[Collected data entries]
//! Deterministic simulation module
//!
//! All gameplay logic lives here. This module must be pure and deterministic:
//! - One `tick` call per frame, driven from outside
//! - Seeded RNG only (owned by the `World`)
//! - Stable iteration order (obstacles by spawn order)
//! - No rendering or platform dependencies

pub mod autopilot;
pub mod collision;
pub mod geometry;
pub mod kinematics;
pub mod spawn;
pub mod state;
pub mod tick;

pub use autopilot::Autopilot;
pub use collision::{Collision, collides, find_collision};
pub use geometry::Rect;
pub use kinematics::{Physics, step_avatar};
pub use spawn::{pair_at_height, spawn_pair};
pub use state::{Avatar, Column, ObstaclePair, Score, Snapshot, World};
pub use tick::{TickInput, TickOutcome, step, tick};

> _Task description_
Please retype, without any change, the line containing "pub use geometry::Rect;" and every line after it to the end of the entries above, and only those.

> _Task output_
pub use geometry::Rect;
pub use kinematics::{Physics, step_avatar};
pub use spawn::{pair_at_height, spawn_pair};
pub use state::{Avatar, Column, ObstaclePair, Score, Snapshot, World};
pub use tick::{TickInput, TickOutcome, step, tick};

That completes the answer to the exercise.